- _Material provided_

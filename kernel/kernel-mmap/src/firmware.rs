//! # Firmware Memory Map View
//!
//! The firmware reports its memory map as an array of descriptor blobs whose
//! stride is runtime data: future firmware revisions may append fields, so
//! the stride can exceed the version-1 descriptor size. This module provides
//! a bounded, read-only view that extracts version-1 descriptors by value
//! and ignores any trailing bytes.

use core::mem::size_of;

use kernel_info::boot::FirmwareMap;
use kernel_memory_regions::MemoryRegion;

/// The descriptor layout version this view extracts.
pub const FIRMWARE_DESCRIPTOR_VERSION: u32 = 1;

/// The firmware pagesize (4 KiB), in which descriptor page counts are given.
pub const FIRMWARE_PAGESIZE: usize = 1 << 12;

/// Memory types reported by the firmware.
#[repr(u32)]
#[derive(Copy, Clone, Eq, PartialEq, Debug)]
pub enum FirmwareMemoryType {
    ReservedMemoryType = 0,
    LoaderCode,
    LoaderData,
    BootServicesCode,
    BootServicesData,
    RuntimeServicesCode,
    RuntimeServicesData,
    ConventionalMemory,
    UnusableMemory,
    AcpiReclaimMemory,
    AcpiMemoryNvs,
    MemoryMappedIo,
    MemoryMappedIoPortSpace,
    PalCode,
    MaxMemoryType,
}

bitflags::bitflags! {
    /// Memory attribute bits reported alongside each firmware descriptor.
    #[derive(Copy, Clone, Eq, PartialEq, Debug)]
    pub struct MemoryAttributes: u64 {
        /// Uncacheable.
        const UC = 1 << 0;
        /// Write-combining.
        const WC = 1 << 1;
        /// Write-through.
        const WT = 1 << 2;
        /// Write-back.
        const WB = 1 << 3;
        /// Uncacheable, exported.
        const UCE = 1 << 4;
        /// Write-protected.
        const WP = 1 << 12;
        /// Read-protected.
        const RP = 1 << 13;
        /// Not executable.
        const XP = 1 << 14;
        /// Needed by runtime services.
        const RUNTIME = 1 << 63;
    }
}

/// A version-1 firmware memory descriptor.
///
/// `physical_start` and `virtual_start` are 4 KiB aligned; `number_of_pages`
/// counts firmware pages ([`FIRMWARE_PAGESIZE`]).
#[repr(C)]
#[derive(Copy, Clone, Debug)]
pub struct FirmwareDescriptor {
    /// Raw memory type value; see [`FirmwareMemoryType`].
    pub ty: u32,
    pub physical_start: u64,
    pub virtual_start: u64,
    pub number_of_pages: u64,
    /// Raw attribute bits; see [`MemoryAttributes`].
    pub attribute: u64,
}

impl FirmwareDescriptor {
    /// Whether this descriptor reports conventional (general-purpose) memory.
    #[inline]
    #[must_use]
    pub const fn is_conventional(&self) -> bool {
        self.ty == FirmwareMemoryType::ConventionalMemory as u32
    }

    #[inline]
    #[must_use]
    pub const fn attributes(&self) -> MemoryAttributes {
        MemoryAttributes::from_bits_retain(self.attribute)
    }
}

/// The firmware map cannot be interpreted by this kernel.
#[derive(Debug, Clone, Copy, PartialEq, Eq, thiserror::Error)]
pub enum FirmwareMapError {
    /// The stride is smaller than a version-1 descriptor.
    #[error("firmware descriptor stride is smaller than the v1 descriptor")]
    StrideTooSmall,
    /// The firmware requires a descriptor version this kernel predates.
    #[error("firmware memory map requires an incompatible descriptor version")]
    IncompatibleVersion,
}

/// A bounded, read-only view over the firmware's descriptor blobs.
///
/// Descriptors are produced by value: the first
/// `size_of::<FirmwareDescriptor>()` bytes of each stride are read
/// (unaligned), the rest is ignored. All index arithmetic happens in
/// address space, never through typed pointer offsets.
#[derive(Clone, Copy, Debug)]
pub struct FirmwareMapView {
    base: *const u8,
    count: usize,
    stride: usize,
    version: u32,
}

impl FirmwareMapView {
    /// Create a view over the descriptor buffer described by `map`.
    ///
    /// # Safety
    ///
    /// `map.descriptors` must point to at least
    /// `map.number_of_descriptors * map.descriptor_size` readable bytes for
    /// the lifetime of the view.
    pub unsafe fn new(map: &FirmwareMap) -> Result<Self, FirmwareMapError> {
        if map.descriptor_size < size_of::<FirmwareDescriptor>() {
            return Err(FirmwareMapError::StrideTooSmall);
        }
        if map.least_compatible_version > FIRMWARE_DESCRIPTOR_VERSION {
            return Err(FirmwareMapError::IncompatibleVersion);
        }
        Ok(Self {
            base: map.descriptors,
            count: map.number_of_descriptors,
            stride: map.descriptor_size,
            version: map.descriptor_version,
        })
    }

    #[inline]
    #[must_use]
    pub const fn len(&self) -> usize {
        self.count
    }

    #[inline]
    #[must_use]
    pub const fn is_empty(&self) -> bool {
        self.count == 0
    }

    #[inline]
    #[must_use]
    pub const fn stride(&self) -> usize {
        self.stride
    }

    #[inline]
    #[must_use]
    pub const fn version(&self) -> u32 {
        self.version
    }

    /// The memory occupied by the descriptor buffer itself.
    #[must_use]
    pub fn storage_region(&self) -> MemoryRegion {
        MemoryRegion::new(self.base as usize, self.count * self.stride)
    }

    /// Extract descriptor `index` by value.
    ///
    /// # Panics
    ///
    /// Panics if `index` is out of bounds.
    #[must_use]
    pub fn get(&self, index: usize) -> FirmwareDescriptor {
        assert!(index < self.count, "firmware descriptor index out of bounds");
        let addr = self.base as usize + index * self.stride;
        // The stride need not preserve the descriptor's natural alignment.
        unsafe { (addr as *const FirmwareDescriptor).read_unaligned() }
    }

    #[inline]
    #[must_use]
    pub fn iter(&self) -> FirmwareMapIter<'_> {
        FirmwareMapIter {
            view: self,
            index: 0,
        }
    }
}

/// Forward iterator over a [`FirmwareMapView`].
#[derive(Clone)]
pub struct FirmwareMapIter<'a> {
    view: &'a FirmwareMapView,
    index: usize,
}

impl Iterator for FirmwareMapIter<'_> {
    type Item = FirmwareDescriptor;

    fn next(&mut self) -> Option<FirmwareDescriptor> {
        if self.index == self.view.len() {
            return None;
        }
        let desc = self.view.get(self.index);
        self.index += 1;
        Some(desc)
    }

    fn size_hint(&self) -> (usize, Option<usize>) {
        let remaining = self.view.len() - self.index;
        (remaining, Some(remaining))
    }
}

impl ExactSizeIterator for FirmwareMapIter<'_> {}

- _Problem statement_
Where the string "usize" appears in a line of the entries above, return that line.

- _Answer space_
pub const FIRMWARE_PAGESIZE: usize = 1 << 12;
    count: usize,
    stride: usize,
    pub const fn len(&self) -> usize {
    pub const fn stride(&self) -> usize {
        MemoryRegion::new(self.base as usize, self.count * self.stride)
    pub fn get(&self, index: usize) -> FirmwareDescriptor {
        let addr = self.base as usize + index * self.stride;
    index: usize,
    fn size_hint(&self) -> (usize, Option<usize>) {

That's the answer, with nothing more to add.